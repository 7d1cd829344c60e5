pub mod generator;
pub mod prompts;

pub use generator::{DocGenerator, BATCH_SIZE, NO_ACCOUNTS_PLACEHOLDER};
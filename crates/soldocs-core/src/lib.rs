pub mod config;
pub mod error;
pub mod idl;
pub mod types;
pub mod validation;

pub use config::Config;
pub use error::{Result, SolDocsError};
pub use types::{
    AgentError, AgentState, Documentation, IdlCacheEntry, ProgramMetadata, ProgramStatus,
    QueueItem, QueueStatus, StoreStats,
};
pub use validation::{is_valid_program_id, validate_program_id};
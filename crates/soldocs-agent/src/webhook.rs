//! Fire-and-forget completion notifications. Failures are the caller's to
//! swallow; documentation state never depends on the webhook.

use std::time::Duration;

use chrono::{DateTime, SecondsFormat, Utc};
use serde::Serialize;
use soldocs_core::{Documentation, Result, SolDocsError};

pub const WEBHOOK_TIMEOUT: Duration = Duration::from_secs(10);

const OVERVIEW_EXCERPT_CHARS: usize = 500;

#[derive(Debug, Serialize)]
#[serde(rename_all = "camelCase")]
struct WebhookPayload<'a> {
    event: &'static str,
    program_id: &'a str,
    name: &'a str,
    timestamp: String,
    documentation: WebhookDocumentation<'a>,
}

#[derive(Debug, Serialize)]
#[serde(rename_all = "camelCase")]
struct WebhookDocumentation<'a> {
    overview: String,
    instruction_count: usize,
    idl_hash: &'a str,
    generated_at: DateTime<Utc>,
}

pub async fn notify_completion(
    http: &reqwest::Client,
    url: &str,
    doc: &Documentation,
) -> Result<()> {
    let payload = WebhookPayload {
        event: "doc.completed",
        program_id: &doc.program_id,
        name: &doc.name,
        timestamp: Utc::now().to_rfc3339_opts(SecondsFormat::Millis, true),
        documentation: WebhookDocumentation {
            overview: doc.overview.chars().take(OVERVIEW_EXCERPT_CHARS).collect(),
            instruction_count: doc.instructions.matches("###").count().max(1),
            idl_hash: &doc.idl_hash,
            generated_at: doc.generated_at,
        },
    };

    let response = http
        .post(url)
        .timeout(WEBHOOK_TIMEOUT)
        .json(&payload)
        .send()
        .await
        .map_err(|err| SolDocsError::Webhook(err.to_string()))?;

    let status = response.status();
    if !status.is_success() {
        return Err(SolDocsError::Webhook(format!(
            "Webhook returned HTTP {}",
            status.as_u16()
        )));
    }
    Ok(())
}
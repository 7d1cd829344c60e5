use axum::extract::rejection::JsonRejection;
use axum::extract::{Path, Query, State};
use axum::http::StatusCode;
use axum::response::IntoResponse;
use axum::Json;
use chrono::{SecondsFormat, Utc};
use serde::Deserialize;
use serde_json::{json, Value};
use soldocs_core::{idl, validate_program_id, AgentState, ProgramMetadata};
use soldocs_store::EnqueueOutcome;

use crate::error::{ApiError, ApiResult};
use crate::state::AppState;

const DEFAULT_PAGE: usize = 1;
const DEFAULT_LIMIT: usize = 50;
const MAX_LIMIT: usize = 100;

pub async fn health() -> Json<Value> {
    Json(json!({
        "status": "ok",
        "timestamp": Utc::now().to_rfc3339_opts(SecondsFormat::Millis, true),
    }))
}

pub async fn agent_status(State(state): State<AppState>) -> ApiResult<Json<AgentState>> {
    let snapshot = state.agent.get_state().await?;
    Ok(Json(snapshot))
}

/// Pagination parameters arrive as raw strings so that garbage values fall
/// back to the defaults instead of rejecting the request.
#[derive(Debug, Default, Deserialize)]
pub struct ListProgramsQuery {
    pub search: Option<String>,
    pub page: Option<String>,
    pub limit: Option<String>,
}

pub async fn list_programs(
    State(state): State<AppState>,
    Query(query): Query<ListProgramsQuery>,
) -> ApiResult<Json<Value>> {
    let mut programs = state.store.list_programs().await?;

    if let Some(needle) = query
        .search
        .as_deref()
        .map(str::trim)
        .filter(|needle| !needle.is_empty())
    {
        let needle = needle.to_lowercase();
        programs.retain(|program| program_matches(program, &needle));
    }

    programs.sort_by(|a, b| b.updated_at.cmp(&a.updated_at));

    let page = parse_or(query.page.as_deref(), DEFAULT_PAGE).max(1);
    let limit = parse_or(query.limit.as_deref(), DEFAULT_LIMIT).clamp(1, MAX_LIMIT);
    let total = programs.len();
    let start = (page - 1).saturating_mul(limit).min(total);
    let end = (start + limit).min(total);

    Ok(Json(json!({
        "programs": &programs[start..end],
        "total": total,
        "page": page,
        "limit": limit,
    })))
}

fn program_matches(program: &ProgramMetadata, needle: &str) -> bool {
    program.name.to_lowercase().contains(needle)
        || program.program_id.to_lowercase().contains(needle)
        || program.description.to_lowercase().contains(needle)
}

fn parse_or(raw: Option<&str>, default: usize) -> usize {
    raw.and_then(|value| value.parse().ok()).unwrap_or(default)
}

pub async fn get_program(
    State(state): State<AppState>,
    Path(program_id): Path<String>,
) -> ApiResult<Json<Value>> {
    let program = state
        .store
        .get_program(&program_id)
        .await?
        .ok_or_else(|| ApiError::NotFound(format!("Program {program_id} not found")))?;
    let docs = state.store.get_documentation(&program_id).await?;
    Ok(Json(json!({ "program": program, "docs": docs })))
}

pub async fn get_program_idl(
    State(state): State<AppState>,
    Path(program_id): Path<String>,
) -> ApiResult<Json<Value>> {
    let entry = state
        .store
        .get_idl(&program_id)
        .await?
        .ok_or_else(|| ApiError::NotFound(format!("No IDL cached for {program_id}")))?;
    Ok(Json(serde_json::to_value(entry).map_err(|err| {
        ApiError::Internal(err.to_string())
    })?))
}

pub async fn enqueue_program(
    State(state): State<AppState>,
    body: Result<Json<Value>, JsonRejection>,
) -> ApiResult<impl IntoResponse> {
    let Json(body) = body.map_err(|err| ApiError::Validation(format!("Invalid JSON body: {err}")))?;
    let program_id = body
        .get("programId")
        .and_then(Value::as_str)
        .ok_or_else(|| ApiError::Validation("programId is required".to_string()))?;

    let outcome = state.store.add_to_queue_safe(program_id).await?;
    let (status, message) = match &outcome {
        EnqueueOutcome::Added(_) => (StatusCode::ACCEPTED, "Program queued for documentation"),
        EnqueueOutcome::Requeued(_) => (StatusCode::OK, "Program re-queued after failure"),
        EnqueueOutcome::AlreadyQueued(_) => (StatusCode::OK, "Program already queued"),
    };
    Ok((
        status,
        Json(json!({ "message": message, "item": outcome.item() })),
    ))
}

pub async fn upload_idl(
    State(state): State<AppState>,
    Path(program_id): Path<String>,
    body: Result<Json<Value>, JsonRejection>,
) -> ApiResult<impl IntoResponse> {
    validate_program_id(&program_id)?;
    let Json(idl_doc) =
        body.map_err(|err| ApiError::Validation(format!("Invalid JSON body: {err}")))?;

    if !idl::has_instructions(&idl_doc) {
        return Err(ApiError::Validation(
            "IDL must contain a non-empty instructions array".to_string(),
        ));
    }
    if idl::resolve_name(&idl_doc) == idl::UNKNOWN_PROGRAM {
        return Err(ApiError::Validation(
            "IDL must carry a program name".to_string(),
        ));
    }

    let entry = state.store.save_idl_safe(&program_id, idl_doc).await?;
    let outcome = state.store.add_to_queue_safe(&program_id).await?;
    Ok((
        StatusCode::ACCEPTED,
        Json(json!({
            "message": "IDL uploaded and program queued",
            "idlHash": entry.hash,
            "item": outcome.item(),
        })),
    ))
}

pub async fn delete_program(
    State(state): State<AppState>,
    Path(program_id): Path<String>,
) -> ApiResult<Json<Value>> {
    let removed_program = state.store.remove_program_safe(&program_id).await?;
    let removed_queue = state.store.remove_from_queue_safe(&program_id).await?;
    let removed_docs = state.store.remove_documentation_safe(&program_id).await?;
    let removed_idl = state.store.remove_idl_safe(&program_id).await?;

    if !(removed_program || removed_queue || removed_docs || removed_idl) {
        return Err(ApiError::NotFound(format!("Program {program_id} not found")));
    }
    Ok(Json(json!({ "message": "Program deleted" })))
}

pub async fn get_queue(State(state): State<AppState>) -> ApiResult<Json<Value>> {
    let queue = state.store.list_queue().await?;
    Ok(Json(json!({ "total": queue.len(), "queue": queue })))
}
//! Prompt templates for the four documentation passes.

use serde_json::Value;
use soldocs_core::idl;

/// Embedded IDL JSON is capped so a large program cannot blow the context
/// window.
pub const IDL_PROMPT_LIMIT: usize = 15_000;

fn truncate_chars(text: &str, limit: usize) -> &str {
    match text.char_indices().nth(limit) {
        Some((boundary, _)) => &text[..boundary],
        None => text,
    }
}

fn idl_json_snippet(idl: &Value) -> String {
    let rendered = serde_json::to_string_pretty(idl).unwrap_or_default();
    truncate_chars(&rendered, IDL_PROMPT_LIMIT).to_string()
}

pub fn overview_prompt(name: &str, idl: &Value) -> String {
    format!(
        "You are documenting the Solana program \"{name}\".\n\
         It defines {instructions} instructions, {accounts} account types, \
         {types} custom types, {events} events, and {errors} error codes.\n\n\
         Write a concise markdown overview of what this program does, who would \
         use it, and how its pieces fit together. Start from its IDL:\n\n\
         ```json\n{idl_json}\n```",
        instructions = idl::array_len(idl, "instructions"),
        accounts = idl::array_len(idl, "accounts"),
        types = idl::array_len(idl, "types"),
        events = idl::array_len(idl, "events"),
        errors = idl::array_len(idl, "errors"),
        idl_json = idl_json_snippet(idl),
    )
}

pub fn instructions_prompt(name: &str, batch: &[Value]) -> String {
    format!(
        "Document the following instructions of the Solana program \"{name}\".\n\
         For each instruction produce: a \"### <name>\" heading, a short \
         description, a table of the accounts it takes, a table of its \
         arguments, and a short usage example in a fenced code block.\n\n\
         Instructions (JSON):\n\n```json\n{batch_json}\n```",
        batch_json = serde_json::to_string_pretty(batch).unwrap_or_default(),
    )
}

pub fn accounts_prompt(name: &str, idl: &Value) -> String {
    let mut prompt = format!(
        "Document the account types and custom types of the Solana program \
         \"{name}\" in markdown: one \"### <name>\" section per type with a \
         field table.\n\n\
         Accounts (JSON):\n\n```json\n{accounts}\n```\n\n\
         Types (JSON):\n\n```json\n{types}\n```",
        accounts = section_json(idl, "accounts"),
        types = section_json(idl, "types"),
    );
    if idl::array_len(idl, "events") > 0 {
        prompt.push_str(&format!(
            "\n\nEvents (JSON):\n\n```json\n{}\n```",
            section_json(idl, "events")
        ));
    }
    if idl::array_len(idl, "errors") > 0 {
        prompt.push_str(&format!(
            "\n\nError codes (JSON):\n\n```json\n{}\n```",
            section_json(idl, "errors")
        ));
    }
    prompt
}

pub fn security_prompt(name: &str, idl: &Value) -> String {
    format!(
        "Review the Solana program \"{name}\" from a security perspective: \
         authority and signer checks, privileged instructions, upgrade and \
         freeze paths, and anything a caller should verify before trusting it. \
         This review is based on static IDL analysis only; flag that limitation \
         in your output.\n\n\
         IDL:\n\n```json\n{idl_json}\n```",
        idl_json = idl_json_snippet(idl),
    )
}

fn section_json(idl: &Value, key: &str) -> String {
    idl.get(key)
        .map(|section| serde_json::to_string_pretty(section).unwrap_or_default())
        .unwrap_or_else(|| "[]".to_string())
}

● ● ● ● ●

> Task directions
Give the number of lines in the listing above that hold the string "Millis", with nothing else.

> Exercise output
2